M.C. Roco, National Science Foundation
This review of U.S. research and development in nanoparticles, nanostructured materials, and nanodevices was held in Rosslyn, Virginia, on May 8-9, 1997, and included experts from industry, universities, and national laboratories. Twelve U.S. funding agencies and national laboratories participated: the Air Force Office of Scientific Research (AFOSR), the Army Research Office (ARO), the Ballistic Missile Defense Organization (BMDO), the Defense Advanced Research Projects Agency (DARPA), the Department of Commerce (DOC), the Department of Energy (DOE), the National Aeronautics and Space Administration (NASA), the National Institute of Standards and Technology (NIST), the National Institutes of Health (NIH), the National Science Foundation (NSF), the Office of Naval Research (ONR), and the Naval Research Laboratory (NRL). The primary objectives were to highlight major achievements and research programs and to work towards developing better interactions and eventually an interdisciplinary community in the field of nanotechnology (NT). The meeting was coordinated by the World Technology Evaluation Center (WTEC) and NSF.

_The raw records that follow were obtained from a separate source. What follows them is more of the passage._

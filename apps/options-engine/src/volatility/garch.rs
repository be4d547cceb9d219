//! GARCH(1,1) variance forecasting.
//!
//! Simplified method-of-moments fit: the long-run variance comes from the
//! sample, persistence from the lag-1 autocorrelation of squared returns,
//! and omega from the stationarity identity
//! `omega = long_run_var * (1 - alpha - beta)`. The forward recursion is
//! `var[t] = omega + alpha * r^2[t-1] + beta * var[t-1]`, which beyond the
//! first step collapses to mean reversion at rate `alpha + beta`.

use serde::{Deserialize, Serialize};
use tracing::debug;

use crate::error::EngineError;

/// Minimum number of returns for a fit that is not pure noise.
const MIN_OBSERVATIONS: usize = 20;

/// Fitted GARCH(1,1) parameters.
#[derive(Debug, Clone, Copy, Serialize, Deserialize)]
pub struct GarchParams {
    /// Constant term.
    pub omega: f64,
    /// Weight on the last squared return.
    pub alpha: f64,
    /// Weight on the last conditional variance.
    pub beta: f64,
    /// Unconditional (long-run) variance implied by the parameters.
    pub long_run_variance: f64,
}

/// GARCH forecast: fitted parameters plus per-step variance forecasts.
#[derive(Debug, Clone, Serialize, Deserialize)]
pub struct GarchForecast {
    /// Fitted parameters.
    pub params: GarchParams,
    /// Conditional variance at the end of the sample.
    pub last_variance: f64,
    /// One forecasted variance per step, `horizon` entries.
    pub variances: Vec<f64>,
}

impl GarchForecast {
    /// Annualized volatility forecasts derived from the variance path.
    #[must_use]
    pub fn annualized_vols(&self, periods_per_year: u32) -> Vec<f64> {
        let scale = f64::from(periods_per_year);
        self.variances.iter().map(|v| (v * scale).sqrt()).collect()
    }
}

/// Fit GARCH(1,1) to a return series and forecast `horizon` variances.
///
/// # Errors
///
/// Returns [`EngineError::InsufficientData`] for fewer than 20 returns and
/// [`EngineError::InvalidInput`] for a zero horizon or a degenerate
/// (zero-variance) series.
pub fn garch_forecast(returns: &[f64], horizon: usize) -> Result<GarchForecast, EngineError> {
    if horizon == 0 {
        return Err(EngineError::invalid_input("horizon must be at least 1"));
    }
    if returns.len() < MIN_OBSERVATIONS {
        return Err(EngineError::InsufficientData {
            required: MIN_OBSERVATIONS,
            actual: returns.len(),
        });
    }

    let n = returns.len() as f64;
    let mean = returns.iter().sum::<f64>() / n;
    let long_run_var = returns.iter().map(|r| (r - mean).powi(2)).sum::<f64>() / (n - 1.0);
    if long_run_var <= f64::EPSILON {
        return Err(EngineError::invalid_input(
            "return series has zero variance; GARCH fit is degenerate",
        ));
    }

    // Method of moments: lag-1 autocorrelation of squared returns proxies the
    // ARCH effect; persistence is anchored near the empirical 0.9s and both
    // are clamped into the stationary region alpha + beta < 1.
    let squared: Vec<f64> = returns.iter().map(|r| (r - mean).powi(2)).collect();
    let rho1 = autocorrelation(&squared);
    let alpha = rho1.clamp(0.03, 0.30);
    let beta = (0.97 - alpha).min(0.92).max(0.0);
    let omega = long_run_var * (1.0 - alpha - beta);

    let params = GarchParams {
        omega,
        alpha,
        beta,
        long_run_variance: long_run_var,
    };

    // Filter the sample to get the conditional variance at the last step.
    let mut variance = long_run_var;
    for sq in &squared {
        variance = omega + alpha * sq + beta * variance;
    }
    let last_variance = variance;

    // Forward recursion from the last observed squared return.
    let mut variances = Vec::with_capacity(horizon);
    let last_sq = *squared.last().unwrap_or(&long_run_var);
    let mut next = omega + alpha * last_sq + beta * last_variance;
    variances.push(next);
    for _ in 1..horizon {
        next = omega + (alpha + beta) * next;
        variances.push(next);
    }

    debug!(
        alpha,
        beta,
        omega,
        long_run_var,
        horizon,
        "GARCH(1,1) forecast fitted"
    );

    Ok(GarchForecast {
        params,
        last_variance,
        variances,
    })
}

/// Lag-1 autocorrelation, clamped to [0, 1).
fn autocorrelation(values: &[f64]) -> f64 {
    let n = values.len() as f64;
    let mean = values.iter().sum::<f64>() / n;
    let denom: f64 = values.iter().map(|v| (v - mean).powi(2)).sum();
    if denom <= f64::EPSILON {
        return 0.0;
    }
    let num: f64 = values
        .windows(2)
        .map(|w| (w[0] - mean) * (w[1] - mean))
        .sum();
    (num / denom).clamp(0.0, 0.999)
}

#[cfg(test)]
mod tests {
    use super::*;

    fn sample_returns() -> Vec<f64> {
        // Deterministic heteroskedastic-looking series.
        (0..120)
            .map(|i| {
                let base = 0.01 * ((i as f64) * 0.37).sin();
                let regime = if (i / 30) % 2 == 0 { 1.0 } else { 2.5 };
                base * regime
            })
            .collect()
    }

    #[test]
    fn test_forecast_length_matches_horizon() {
        let forecast = garch_forecast(&sample_returns(), 10).unwrap();
        assert_eq!(forecast.variances.len(), 10);
    }

    #[test]
    fn test_stationarity_constraint() {
        let forecast = garch_forecast(&sample_returns(), 5).unwrap();
        let p = forecast.params;
        assert!(p.alpha + p.beta < 1.0);
        assert!(p.omega > 0.0);
        assert!(p.alpha >= 0.0 && p.beta >= 0.0);
    }

    #[test]
    fn test_forecast_reverts_toward_long_run_variance() {
        let forecast = garch_forecast(&sample_returns(), 500).unwrap();
        let last = *forecast.variances.last().unwrap();
        let lr = forecast.params.long_run_variance;
        // Mean reversion: the tail of the forecast approaches long-run var.
        assert!((last - lr).abs() / lr < 0.05);
    }

    #[test]
    fn test_all_variances_positive() {
        let forecast = garch_forecast(&sample_returns(), 50).unwrap();
        assert!(forecast.variances.iter().all(|&v| v > 0.0));
    }

    #[test]
    fn test_too_few_returns_rejected() {
        let returns = vec![0.01; 10];
        assert!(matches!(
            garch_forecast(&returns, 5),
            Err(EngineError::InsufficientData { .. })
        ));
    }

    #[test]
    fn test_zero_variance_rejected() {
        let returns = vec![0.0; 50];
        assert!(garch_forecast(&returns, 5).is_err());
    }

    #[test]
    fn test_zero_horizon_rejected() {
        assert!(garch_forecast(&sample_returns(), 0).is_err());
    }

    #[test]
    fn test_annualized_vols() {
        let forecast = garch_forecast(&sample_returns(), 3).unwrap();
        let vols = forecast.annualized_vols(365);
        assert_eq!(vols.len(), 3);
        for (vol, var) in vols.iter().zip(&forecast.variances) {
            assert!((vol - (var * 365.0).sqrt()).abs() < 1e-12);
        }
    }
}
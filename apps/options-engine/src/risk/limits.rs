//! Risk limit checks with an early-warning band.

use serde::{Deserialize, Serialize};
use tracing::warn;

use crate::config::RiskLimits;
use crate::models::Greeks;

/// Utilization fraction at which a metric starts warning.
const WARNING_BAND: f64 = 0.80;

/// How badly a limit is breached.
#[derive(Debug, Clone, Copy, PartialEq, Eq, Serialize, Deserialize)]
#[serde(rename_all = "SCREAMING_SNAKE_CASE")]
pub enum LimitSeverity {
    /// Metric is at or above 80% of its limit.
    Warning,
    /// Metric is at or above 100% of its limit.
    Violation,
}

/// One metric in breach of its configured limit.
#[derive(Debug, Clone, Serialize, Deserialize)]
pub struct LimitBreach {
    /// Metric name (`delta`, `gamma`, `vega`, `theta`, `var_pct`).
    pub metric: String,
    /// Current absolute value of the metric.
    pub value: f64,
    /// Configured limit.
    pub limit: f64,
    /// Fraction of the limit consumed.
    pub utilization: f64,
    /// Warning or violation.
    pub severity: LimitSeverity,
}

/// Compare portfolio Greeks and VaR against configured limits.
///
/// Metrics at or above 80% of a limit produce a warning; at or above 100%,
/// a violation. Metrics below the band are omitted from the result.
#[must_use]
pub fn check_limits(greeks: &Greeks, var_pct: f64, limits: &RiskLimits) -> Vec<LimitBreach> {
    let checks = [
        ("delta", greeks.delta.abs(), limits.max_delta),
        ("gamma", greeks.gamma.abs(), limits.max_gamma),
        ("vega", greeks.vega.abs(), limits.max_vega),
        // Theta limit bounds decay magnitude; positive theta is never a
        // breach.
        ("theta", (-greeks.theta).max(0.0), limits.max_theta),
        ("var_pct", var_pct.abs(), limits.max_var_pct),
    ];

    let mut breaches = Vec::new();
    for (metric, value, limit) in checks {
        if limit <= 0.0 {
            continue;
        }
        let utilization = value / limit;
        let severity = if utilization >= 1.0 {
            LimitSeverity::Violation
        } else if utilization >= WARNING_BAND {
            LimitSeverity::Warning
        } else {
            continue;
        };
        if severity == LimitSeverity::Violation {
            warn!(metric, value, limit, "Risk limit violated");
        }
        breaches.push(LimitBreach {
            metric: metric.to_string(),
            value,
            limit,
            utilization,
            severity,
        });
    }
    breaches
}

#[cfg(test)]
mod tests {
    use super::*;

    #[test]
    fn test_within_limits_is_clean() {
        let greeks = Greeks::new(10.0, 1.0, -100.0, 500.0, 0.0);
        let breaches = check_limits(&greeks, 0.02, &RiskLimits::default());
        assert!(breaches.is_empty());
    }

    #[test]
    fn test_warning_band_at_80_pct() {
        let limits = RiskLimits::default(); // max_delta = 100
        let greeks = Greeks::new(85.0, 0.0, 0.0, 0.0, 0.0);
        let breaches = check_limits(&greeks, 0.0, &limits);
        assert_eq!(breaches.len(), 1);
        assert_eq!(breaches[0].metric, "delta");
        assert_eq!(breaches[0].severity, LimitSeverity::Warning);
        assert!((breaches[0].utilization - 0.85).abs() < 1e-12);
    }

    #[test]
    fn test_violation_at_limit() {
        let limits = RiskLimits::default();
        let greeks = Greeks::new(-120.0, 0.0, 0.0, 0.0, 0.0);
        let breaches = check_limits(&greeks, 0.0, &limits);
        assert_eq!(breaches[0].severity, LimitSeverity::Violation);
    }

    #[test]
    fn test_positive_theta_never_breaches() {
        let limits = RiskLimits::default(); // max_theta = 5000
        let greeks = Greeks::new(0.0, 0.0, 10_000.0, 0.0, 0.0);
        assert!(check_limits(&greeks, 0.0, &limits).is_empty());
    }

    #[test]
    fn test_var_pct_checked() {
        let limits = RiskLimits::default(); // max_var_pct = 0.10
        let breaches = check_limits(&Greeks::zero(), 0.12, &limits);
        assert_eq!(breaches.len(), 1);
        assert_eq!(breaches[0].metric, "var_pct");
        assert_eq!(breaches[0].severity, LimitSeverity::Violation);
    }
}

NT arises from the exploitation of physical, chemical, and biological properties of systems that are intermediate in size between isolated atoms/molecules and bulk materials, where phenomena length scales become comparable to the size of the structure. It is recognized as an emerging technology of the 21st century, along with the already established areas of computer/information technology and biotechnology. NT is now at a level of development comparable to that of computer/information technology in the 1950s. New experimental and simulation tools emerging in the last few years and the discovery of novel phenomena and processes at the "nano" scale have opened revolutionary opportunities for developments in nanoparticles, nanostructured materials, and nanodevices. Nanoparticles, including nano-clusters, -layers, -tubes, and two- and three-dimensional structures in the size range between the dimensions of molecules and 50 nm (or in a broader sense, submicron sizes as a function of materials and targeted phenomena), are seen as tailored precursors for building up functional nanostructures. The precursors' properties may be controlled during such generation processes as aerosol, colloid, plasma, combustion, molecular self-assembly, bioreplication, and chemical/mechanical comminution. These properties may be significantly different from those of corresponding bulk materials, and desirable novel properties may be obtained.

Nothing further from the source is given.